BRIEF
Beginning at the line containing "throughout the system." in the material below and ending at the line containing "to the individual", return each line exactly and add nothing.

DATA FOR THIS EXERCISE
use bridge_traits::error::BridgeError;
use core_runtime::events::Capability;
use thiserror::Error;

/// Failure of a single capability probe.
///
/// Probe failures are tolerated by the initialization sequencer: the
/// corresponding snapshot keeps its default value and the failure is
/// recorded to diagnostics. The error type exists so callers invoking a
/// probe directly still learn which capability failed and why.
#[derive(Error, Debug)]
#[error("{capability} probe failed: {source}")]
pub struct ProbeError {
    /// The capability that was being probed.
    pub capability: Capability,
    /// The underlying bridge failure.
    #[source]
    pub source: BridgeError,
}

impl ProbeError {
    pub fn new(capability: Capability, source: BridgeError) -> Self {
        Self { capability, source }
    }
}

#[derive(Error, Debug)]
pub enum ViewError {
    #[error("View already initialized")]
    AlreadyInitialized,

    #[error("Subscription setup failed: {0}")]
    Subscription(String),

    #[error(transparent)]
    Bridge(#[from] BridgeError),
}

pub type Result<T> = std::result::Result<T, ViewError>;
//! # Core Runtime Module
//!
//! Provides foundational runtime infrastructure for the device panel core:
//! - Logging and tracing infrastructure
//! - View configuration management
//! - Event bus system
//!
//! ## Overview
//!
//! This crate contains the runtime utilities the view core depends on. It
//! establishes the logging conventions, the bridge-injection configuration
//! and the event broadcasting mechanism used throughout the system.

pub mod config;
pub mod error;
pub mod events;
pub mod logging;

pub use error::{Error, Result};
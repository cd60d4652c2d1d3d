//! Workspace placeholder crate.
//!
//! This crate exists to expose shared feature flags that map to the individual
//! workspace crates (e.g., `core-view`, `core-runtime`). Host applications can
//! depend on `dpc-workspace` and enable the documented features without
//! needing to wire each crate individually. The `desktop-shims` feature pulls
//! in the desktop bridge adapters so a host can build a working capability
//! view with no extra wiring.
//! Append-only event log.

use std::sync::Mutex;

/// Ordered, append-only sequence of display messages.
///
/// The log is unbounded and insertion order is display order. Entries are
/// never removed or mutated; the only operations are [`append`] and a full
/// ordered dump via [`entries`]. Every appended message is also mirrored to
/// the diagnostic channel (`tracing`), which does not affect the log's own
/// state.
///
/// [`append`]: EventLog::append
/// [`entries`]: EventLog::entries
#[derive(Debug, Default)]
pub struct EventLog {
    entries: Mutex<Vec<String>>,
}

impl EventLog {
    /// Create an empty log
    pub fn new() -> Self {
        Self::default()
    }

    /// Append a message to the log
    ///
    /// No validation, no deduplication, no size cap.
    pub fn append(&self, message: impl Into<String>) {
        let message = message.into();
        tracing::info!(target: "core_view::event_log", "{message}");

        self.lock().push(message);
    }

    /// Ordered dump of all entries, oldest first
    pub fn entries(&self) -> Vec<String> {
        self.lock().clone()
    }

    /// Number of entries appended so far
    pub fn len(&self) -> usize {
        self.lock().len()
    }

    pub fn is_empty(&self) -> bool {
        self.lock().is_empty()
    }

    fn lock(&self) -> std::sync::MutexGuard<'_, Vec<String>> {
        // A poisoned lock only means a writer panicked mid-push; the log
        // itself is still a valid Vec.
        self.entries.lock().unwrap_or_else(|e| e.into_inner())
    }
}
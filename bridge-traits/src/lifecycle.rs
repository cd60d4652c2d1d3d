//! App Lifecycle Abstraction
//!
//! Notifies the view core about application lifecycle transitions.

use serde::{Deserialize, Serialize};

use crate::error::Result;

/// Whether the application is currently in the foreground.
#[derive(Debug, Clone, Copy, PartialEq, Eq, Serialize, Deserialize)]
pub struct AppState {
    pub is_active: bool,
}

/// A lifecycle notification emitted by the host shell.
///
/// Hosts that expose separate state-change, resume and pause callbacks
/// deliver each as its own event on the stream; the variants carry no
/// ordering relationship to one another.
#[derive(Debug, Clone, Copy, PartialEq, Eq, Serialize, Deserialize)]
#[serde(tag = "event", rename_all = "snake_case")]
pub enum LifecycleEvent {
    /// Foreground/background transition
    StateChanged { is_active: bool },
    /// App returned to the foreground
    Resumed,
    /// App is about to move to the background
    Paused,
}

/// Lifecycle observer trait
///
/// # Platform Support
///
/// - **iOS**: UIApplication lifecycle notifications
/// - **Android**: Activity/Application lifecycle callbacks
/// - **Desktop**: Always foreground; the change stream never emits
#[async_trait::async_trait]
pub trait AppLifecycleObserver: Send + Sync {
    /// Get current application state
    async fn get_state(&self) -> Result<AppState>;

    /// Subscribe to lifecycle notifications
    async fn subscribe_changes(&self) -> Result<Box<dyn LifecycleEventStream>>;
}

/// Stream of lifecycle notifications
#[async_trait::async_trait]
pub trait LifecycleEventStream: Send {
    /// Get the next lifecycle notification
    ///
    /// Returns `None` when the stream is closed.
    async fn next(&mut self) -> Option<LifecycleEvent>;
}
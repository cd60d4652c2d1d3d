//! # Device Panel View Core
//!
//! Platform-agnostic core of the device capability panel. On
//! initialization it probes the host through the `bridge-traits`
//! capability services (platform identity, camera availability, device and
//! battery details, connectivity, position), collects the results into a
//! renderable [`ViewState`], and keeps an append-only [`EventLog`] fed by
//! network-change and app-lifecycle subscriptions.
//!
//! ## Architecture
//!
//! ```text
//! ┌───────────────────────────────────────────────┐
//! │                CapabilityView                 │
//! │  ┌─────────────────┐   ┌───────────────────┐  │
//! │  │ CapabilityProbe │   │  SubscriptionSet  │  │
//! │  │  one-shot reads │   │  change streams   │  │
//! │  └────────┬────────┘   └─────────┬─────────┘  │
//! │           ▼                      ▼            │
//! │      ViewState              EventLog          │
//! └───────────────────────────────────────────────┘
//!                      │
//!                      ▼
//!            bridge-traits services
//! ```
//!
//! Probe failures are tolerated: the affected snapshot keeps its default
//! value, the failure goes to the diagnostic channel, and initialization
//! continues. The host renders whatever the view managed to collect.

pub mod error;
pub mod log;
pub mod probe;
pub mod snapshot;
pub mod subscriptions;
pub mod view;

pub use error::{ProbeError, ViewError};
pub use log::EventLog;
pub use snapshot::{
    BatterySnapshot, DeviceSnapshot, LocationSnapshot, NetworkSnapshot, PlatformInfo, ViewPhase,
    ViewState,
};
pub use subscriptions::SubscriptionSet;
pub use view::{CapabilityView, ViewDependencies};

// Event types hosts need to consume view notifications.
pub use core_runtime::events::{
    Capability, EventBus, EventSeverity, LifecycleNotice, NetworkEvent, ProbeEvent, ViewEvent,
};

SOLUTION FOR THIS EXERCISE
//! and the event broadcasting mechanism used throughout the system.

pub mod config;
pub mod error;
pub mod events;
pub mod logging;

pub use error::{Error, Result};
repository cd60d4652c2d1d3d
//! Workspace placeholder crate.
//!
//! This crate exists to expose shared feature flags that map to the individual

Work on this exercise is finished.